そのような背景の下、年初の1.0341の史上最安値を底に、3月以降緩やかな上昇傾向にあったユーロは、フランス大統領選をきっかけにより急激な上昇トレンドにシフト、その際にできた1.0778-1.0821の「窓」は埋まらずじまいのまま、現在も大きくはそのトレンドを外れていません。
ECB出口議論も本格化か
そして従来金融の引き締めに慎重な姿勢を崩さなかったECBドラギ総裁の言動に変化の兆し見られたのが6月最終週、その前後のタイミングで節目の昨年のトランプ大統領選挙勝利直後の瞬間高値1.1300を上抜けました。

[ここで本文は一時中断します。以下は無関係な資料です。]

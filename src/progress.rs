use std::num::NonZero;
use std::sync::atomic::{self, AtomicU64};

/// Counts processed items and logs every time another `interval` of them is done.
#[derive(Debug)]
pub(crate) struct Progress
{
	stage: &'static str,
	total: u64,
	interval: NonZero<u64>,
	processed: AtomicU64,
}

impl Progress
{
	pub(crate) const fn new(stage: &'static str, total: u64, interval: NonZero<u64>) -> Self
	{
		Self { stage, total, interval, processed: AtomicU64::new(0) }
	}

	pub(crate) fn advance(&self, amount: u64)
	{
		let before = self.processed.fetch_add(amount, atomic::Ordering::Relaxed);
		let after = before + amount;
		let interval = self.interval.get();

		if (before / interval != after / interval) || (after == self.total && amount > 0) {
			info!(stage = self.stage, processed = after, total = self.total, "{}", self.percentage(after));
		}
	}

	pub(crate) fn processed(&self) -> u64
	{
		self.processed.load(atomic::Ordering::Relaxed)
	}

	#[expect(clippy::cast_precision_loss, reason = "only used for display")]
	fn percentage(&self, processed: u64) -> String
	{
		if self.total == 0 {
			return String::from("100.0%");
		}

		format!("{:.1}%", (processed as f64 / self.total as f64) * 100.0)
	}
}

#[cfg(test)]
mod tests
{
	use std::num::NonZero;

	use super::Progress;

	#[test]
	fn counts_across_calls()
	{
		let progress = Progress::new("test", 10, NonZero::<u64>::MIN);

		progress.advance(3);
		progress.advance(0);
		progress.advance(7);

		assert_eq!(progress.processed(), 10);
		assert_eq!(progress.percentage(5), "50.0%");
	}
}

翌週公開されたECB理事会議事要旨ではその動きを裏付けるようにテーパリングが議論されていたことが判明、ユーロはさらに上昇し長期にわたる膠着相場の上限の一部を形成するトレンドライン1.14500もクリア、現在は1.1500の節目や、膠着相場の二つのピーク、昨年5月の高値1.1616、2015年8月の高値1.1714を目指す動きとなっています。
先週の動き
イエレン議長議会証言を機に買いポジションの調整、その後再び上伸
先週はイエレン議長の議会証言に注目が集まりましたが、最近やや強気に転じていたと感じられていた議長がやや予想を裏切る形でハト派の証言を行ったことで、ドルは主要通貨に対して急落する中で、対ユーロだけは乱高下の後上昇。

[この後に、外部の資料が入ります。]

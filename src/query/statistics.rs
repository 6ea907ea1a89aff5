use bancho::GameMode;

use super::{Sql, SqlBuilder};
use crate::filter::Filter;
use crate::ids::UserId;
use crate::statistics::Tiers;

/// Recomputes the statistics of every user and mode selected by `filter`.
///
/// Only the `modes` and `user_ids` of the filter apply. Returns [`None`] if no tier is enabled.
pub fn aggregate_statistics(filter: &Filter, tiers: Tiers) -> Option<Sql>
{
	if tiers.is_empty() {
		return None;
	}

	let mut sql = SqlBuilder::new("WITH ");
	let mut separator = "";

	if tiers.performance {
		sql.push(separator);
		sql.push(
			"performance AS (SELECT b.userid, b.mode, \
			 SUM(POW(0.95, b.position - 1) * b.pp) + (1 - POW(0.9994, COUNT(*))) * 416.6667 AS pp, \
			 SUM(POW(0.95, b.position - 1) * b.acc) / SUM(POW(0.95, b.position - 1)) AS acc \
			 FROM (SELECT s.userid, s.mode, s.pp, s.acc, ROW_NUMBER() OVER (PARTITION BY s.userid, \
			 s.mode ORDER BY s.pp DESC, s.acc DESC, s.id DESC) AS position \
			 FROM scores s WHERE s.status = 2 AND s.pp > 0",
		);
		push_scope(&mut sql, filter, ("s.mode", "s.userid"), " AND ");
		sql.push(") b GROUP BY b.userid, b.mode)");
		separator = ", ";
	}

	if tiers.lifetime {
		sql.push(separator);
		sql.push(
			"lifetime AS (SELECT s.userid, s.mode, SUM(s.score) AS total_score, \
			 SUM(s.time_elapsed) AS playtime, SUM(s.grade = 'XH') AS xh_count, \
			 SUM(s.grade = 'X') AS x_count, SUM(s.grade = 'S') AS s_count, \
			 SUM(s.grade = 'A') AS a_count FROM scores s",
		);
		push_scope(&mut sql, filter, ("s.mode", "s.userid"), " WHERE ");
		sql.push(" GROUP BY s.userid, s.mode)");
		separator = ", ";
	}

	if tiers.ranked {
		sql.push(separator);
		sql.push(
			"ranked AS (SELECT s.userid, s.mode, SUM(s.score) AS ranked_score FROM scores s \
			 INNER JOIN maps m ON m.md5 = s.map_md5 WHERE s.status = 2 AND m.status IN (2, 3)",
		);
		push_scope(&mut sql, filter, ("s.mode", "s.userid"), " AND ");
		sql.push(" GROUP BY s.userid, s.mode)");
	}

	sql.push(" UPDATE stats st");

	let mut assignments = Vec::new();

	if tiers.performance {
		sql.push(" LEFT JOIN performance p ON p.userid = st.id AND p.mode = st.mode");
		assignments.extend(["st.pp = COALESCE(p.pp, 0)", "st.acc = COALESCE(p.acc, 0)"]);
	}

	if tiers.lifetime {
		sql.push(" LEFT JOIN lifetime l ON l.userid = st.id AND l.mode = st.mode");
		assignments.extend([
			"st.tscore = COALESCE(l.total_score, 0)",
			"st.playtime = COALESCE(l.playtime, 0)",
			"st.xh_count = COALESCE(l.xh_count, 0)",
			"st.x_count = COALESCE(l.x_count, 0)",
			"st.s_count = COALESCE(l.s_count, 0)",
			"st.a_count = COALESCE(l.a_count, 0)",
		]);
	}

	if tiers.ranked {
		sql.push(" LEFT JOIN ranked r ON r.userid = st.id AND r.mode = st.mode");
		assignments.push("st.rscore = COALESCE(r.ranked_score, 0)");
	}

	sql.push(" SET ");
	sql.push(&assignments.join(", "));
	push_scope(&mut sql, filter, ("st.mode", "st.id"), " WHERE ");

	Some(sql.build())
}

/// Selects the leaderboard-relevant statistics of every user and mode selected by `filter`.
pub fn leaderboard_rows(filter: &Filter) -> Sql
{
	let mut sql = SqlBuilder::new(
		"SELECT st.id, st.mode, st.pp, u.country, u.priv FROM stats st INNER JOIN users u ON u.id \
		 = st.id",
	);

	push_scope(&mut sql, filter, ("st.mode", "st.id"), " WHERE ");
	sql.push(" ORDER BY st.mode, st.id");
	sql.build()
}

/// Counts the rows [`leaderboard_rows()`] would return.
pub fn count_leaderboard_rows(filter: &Filter) -> Sql
{
	let mut sql = SqlBuilder::new("SELECT COUNT(*) FROM stats st");

	push_scope(&mut sql, filter, ("st.mode", "st.id"), " WHERE ");
	sql.build()
}

/// Selects the picked plays of a single user, best first.
pub fn picked_plays(user_id: UserId, mode: GameMode) -> Sql
{
	let mut sql = SqlBuilder::new("SELECT s.id, s.pp, s.acc FROM scores s WHERE s.userid = ");

	sql.push_bind(i64::from(user_id.get()));
	sql.push(" AND s.mode = ").push_bind(i64::from(u8::from(mode)));
	sql.push(" AND s.status = 2 AND s.pp > 0 ORDER BY s.pp DESC, s.acc DESC, s.id DESC");
	sql.build()
}

/// Selects the stored pp and accuracy of a single user.
pub fn stored_statistics(user_id: UserId, mode: GameMode) -> Sql
{
	let mut sql = SqlBuilder::new("SELECT st.pp, st.acc FROM stats st WHERE st.id = ");

	sql.push_bind(i64::from(user_id.get()));
	sql.push(" AND st.mode = ").push_bind(i64::from(u8::from(mode)));
	sql.build()
}

/// Restricts the given `(mode, user)` columns to the modes and users of `filter`.
///
/// `joiner` goes before the first condition.
fn push_scope(sql: &mut SqlBuilder, filter: &Filter, (mode, user): (&str, &str), joiner: &str)
{
	let mut joiner = joiner;

	if !filter.modes.is_empty() {
		sql.push(joiner).push(mode).push(" IN ");
		sql.push_list(filter.modes.iter().map(|&game_mode| i64::from(u8::from(game_mode))));
		joiner = " AND ";
	}

	if !filter.user_ids.is_empty() {
		sql.push(joiner).push(user).push(" IN ");
		sql.push_list(filter.user_ids.iter().map(|user_id| i64::from(user_id.get())));
	}
}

ユーロドルはその後のポジション調整で二営業日下落して、1.1400を割り込みました。
しかし、週末金曜CPIの不冴えには素直に反応し再びユーロ高に、1.1470の高値をつけて越週という複雑な動きをしました。
今週の見通し
ユーロドル調整を交えながらも堅調推移
週明けのユーロは先週末とほぼ同水準の1.1464で取引を開始、今週は20日水曜にECB理事会が開催され、政策金利の変更等は予想されないものの、ドラギ総裁の記者会見に注目が集まります。ただ、ユーロは既にセッションの高値圏の接近しており、1.1500の節目を抜けると上記1.1616水準まで抵抗線らしい抵抗線も無く、イベント前であってもユーロ上昇が加速する可能性があります。
一方サポートは週初1.1354レベルの21日移動平均、1.1326あたりにあり上昇中のトレンドライン、比較的長持ちした抵抗線だった1.1300と1.13台前半を中心に厚く、下値は限定的です。
今週の予想レンジ1.1350-1.1735
予想レンジは1.1350-1.1735、ECB理事会次第ではありますが2015年から続く長期膠着レンジ1.0341-1.1714を最終的に離脱する可能性のある局面です。
さらに、仮にレンジを抜けたとしても、長い目で見ればチャート的にはユーロの買い戻しは端緒についたばかりと見ることもできる形状であることには注意が必要です。